=== What you need to do ===
Copy each line of the records that contains the word "requested".

=== Material provided ===
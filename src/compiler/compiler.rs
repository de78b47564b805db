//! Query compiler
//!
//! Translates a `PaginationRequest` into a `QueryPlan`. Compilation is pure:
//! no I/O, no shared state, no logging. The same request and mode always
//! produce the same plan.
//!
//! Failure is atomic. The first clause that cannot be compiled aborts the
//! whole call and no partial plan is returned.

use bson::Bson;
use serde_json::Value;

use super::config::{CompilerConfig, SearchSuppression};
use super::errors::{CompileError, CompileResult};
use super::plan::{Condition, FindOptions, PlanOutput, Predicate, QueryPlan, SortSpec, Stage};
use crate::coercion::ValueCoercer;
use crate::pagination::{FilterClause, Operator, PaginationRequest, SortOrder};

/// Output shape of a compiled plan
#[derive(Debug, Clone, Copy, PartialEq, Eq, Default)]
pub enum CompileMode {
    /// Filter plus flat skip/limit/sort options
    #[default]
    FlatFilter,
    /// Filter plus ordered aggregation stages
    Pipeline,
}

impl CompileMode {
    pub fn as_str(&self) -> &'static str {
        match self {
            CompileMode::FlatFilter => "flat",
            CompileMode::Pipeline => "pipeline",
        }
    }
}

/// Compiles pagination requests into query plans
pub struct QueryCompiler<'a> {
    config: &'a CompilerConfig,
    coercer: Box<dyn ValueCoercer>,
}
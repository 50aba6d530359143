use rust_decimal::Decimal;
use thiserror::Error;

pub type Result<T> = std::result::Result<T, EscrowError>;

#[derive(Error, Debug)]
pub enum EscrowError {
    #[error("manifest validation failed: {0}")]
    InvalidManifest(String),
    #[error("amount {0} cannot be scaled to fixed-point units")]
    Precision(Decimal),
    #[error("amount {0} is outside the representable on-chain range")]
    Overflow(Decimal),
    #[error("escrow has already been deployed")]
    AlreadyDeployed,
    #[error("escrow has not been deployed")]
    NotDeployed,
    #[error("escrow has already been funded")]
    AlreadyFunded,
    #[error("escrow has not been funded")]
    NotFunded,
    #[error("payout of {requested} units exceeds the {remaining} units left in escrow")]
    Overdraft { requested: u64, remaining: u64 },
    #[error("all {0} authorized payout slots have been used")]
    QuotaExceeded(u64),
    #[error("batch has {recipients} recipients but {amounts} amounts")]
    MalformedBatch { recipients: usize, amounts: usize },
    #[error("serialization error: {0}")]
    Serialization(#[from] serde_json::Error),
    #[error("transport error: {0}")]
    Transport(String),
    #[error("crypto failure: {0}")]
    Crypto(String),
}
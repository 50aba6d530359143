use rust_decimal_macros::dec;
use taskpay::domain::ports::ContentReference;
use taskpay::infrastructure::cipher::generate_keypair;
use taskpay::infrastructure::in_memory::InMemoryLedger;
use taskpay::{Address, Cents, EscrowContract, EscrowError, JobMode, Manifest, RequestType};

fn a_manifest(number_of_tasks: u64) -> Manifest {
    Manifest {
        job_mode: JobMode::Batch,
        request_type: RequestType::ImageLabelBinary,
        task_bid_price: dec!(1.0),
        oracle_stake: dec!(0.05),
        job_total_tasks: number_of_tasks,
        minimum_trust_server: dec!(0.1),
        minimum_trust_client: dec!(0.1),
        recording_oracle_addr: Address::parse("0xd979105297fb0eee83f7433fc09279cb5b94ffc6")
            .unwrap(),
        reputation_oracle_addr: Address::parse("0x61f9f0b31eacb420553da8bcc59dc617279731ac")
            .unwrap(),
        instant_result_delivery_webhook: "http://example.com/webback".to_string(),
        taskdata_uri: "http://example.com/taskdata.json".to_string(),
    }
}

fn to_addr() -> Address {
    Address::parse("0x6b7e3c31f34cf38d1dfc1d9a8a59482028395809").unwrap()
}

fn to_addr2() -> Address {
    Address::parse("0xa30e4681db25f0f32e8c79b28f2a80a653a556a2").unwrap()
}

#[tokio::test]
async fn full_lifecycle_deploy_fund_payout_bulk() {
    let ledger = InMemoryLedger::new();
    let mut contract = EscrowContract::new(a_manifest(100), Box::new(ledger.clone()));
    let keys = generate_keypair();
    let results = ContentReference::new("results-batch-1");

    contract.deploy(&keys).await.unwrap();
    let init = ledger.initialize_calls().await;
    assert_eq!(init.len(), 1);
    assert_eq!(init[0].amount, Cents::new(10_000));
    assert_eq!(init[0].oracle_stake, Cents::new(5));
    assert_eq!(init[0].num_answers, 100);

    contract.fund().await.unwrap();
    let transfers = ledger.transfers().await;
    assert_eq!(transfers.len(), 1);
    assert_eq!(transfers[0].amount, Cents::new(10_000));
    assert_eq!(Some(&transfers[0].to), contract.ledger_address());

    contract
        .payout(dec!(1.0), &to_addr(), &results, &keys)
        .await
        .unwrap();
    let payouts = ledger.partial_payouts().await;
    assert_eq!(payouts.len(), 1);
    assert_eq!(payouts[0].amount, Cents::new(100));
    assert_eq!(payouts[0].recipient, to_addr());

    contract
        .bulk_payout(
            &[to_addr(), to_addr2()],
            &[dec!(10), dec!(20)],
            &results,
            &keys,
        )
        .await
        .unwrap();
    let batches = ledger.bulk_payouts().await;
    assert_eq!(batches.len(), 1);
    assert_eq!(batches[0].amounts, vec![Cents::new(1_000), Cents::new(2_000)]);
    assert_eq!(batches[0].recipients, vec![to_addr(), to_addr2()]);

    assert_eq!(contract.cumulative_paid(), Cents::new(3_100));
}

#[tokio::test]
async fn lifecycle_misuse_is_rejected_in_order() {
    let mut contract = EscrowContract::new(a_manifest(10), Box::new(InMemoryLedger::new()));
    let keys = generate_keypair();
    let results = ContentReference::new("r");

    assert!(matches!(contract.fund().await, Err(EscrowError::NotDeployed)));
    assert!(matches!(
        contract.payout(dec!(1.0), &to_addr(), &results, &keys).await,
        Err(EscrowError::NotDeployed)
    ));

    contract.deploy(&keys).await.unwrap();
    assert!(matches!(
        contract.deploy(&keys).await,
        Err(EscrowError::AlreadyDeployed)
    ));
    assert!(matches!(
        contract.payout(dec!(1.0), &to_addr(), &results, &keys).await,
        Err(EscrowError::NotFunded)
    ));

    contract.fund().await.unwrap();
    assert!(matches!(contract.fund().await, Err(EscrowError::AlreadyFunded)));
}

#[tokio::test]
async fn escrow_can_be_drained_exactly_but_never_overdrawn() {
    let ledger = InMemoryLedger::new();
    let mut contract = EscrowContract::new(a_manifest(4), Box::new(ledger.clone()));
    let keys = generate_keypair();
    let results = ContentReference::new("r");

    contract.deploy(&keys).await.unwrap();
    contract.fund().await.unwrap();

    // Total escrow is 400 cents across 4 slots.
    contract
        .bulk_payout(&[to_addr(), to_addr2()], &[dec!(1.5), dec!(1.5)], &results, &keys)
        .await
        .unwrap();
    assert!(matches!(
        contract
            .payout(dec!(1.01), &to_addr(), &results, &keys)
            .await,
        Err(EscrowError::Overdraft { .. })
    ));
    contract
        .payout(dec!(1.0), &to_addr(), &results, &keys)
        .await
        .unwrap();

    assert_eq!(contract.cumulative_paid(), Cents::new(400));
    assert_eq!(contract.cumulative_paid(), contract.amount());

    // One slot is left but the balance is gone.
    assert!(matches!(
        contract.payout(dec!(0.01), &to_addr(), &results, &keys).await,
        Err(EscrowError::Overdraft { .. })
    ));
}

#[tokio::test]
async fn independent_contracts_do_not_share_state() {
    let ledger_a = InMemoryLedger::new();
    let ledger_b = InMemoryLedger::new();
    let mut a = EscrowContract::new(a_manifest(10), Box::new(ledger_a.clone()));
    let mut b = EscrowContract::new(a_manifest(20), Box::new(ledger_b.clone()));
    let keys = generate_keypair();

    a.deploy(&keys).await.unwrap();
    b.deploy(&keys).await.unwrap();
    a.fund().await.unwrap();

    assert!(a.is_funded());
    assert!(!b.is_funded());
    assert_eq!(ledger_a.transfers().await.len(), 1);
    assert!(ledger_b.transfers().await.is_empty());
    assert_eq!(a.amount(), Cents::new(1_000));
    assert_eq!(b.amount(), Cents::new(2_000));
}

=== Exercise result ===
    #[error("payout of {requested} units exceeds the {remaining} units left in escrow")]
    Overdraft { requested: u64, remaining: u64 },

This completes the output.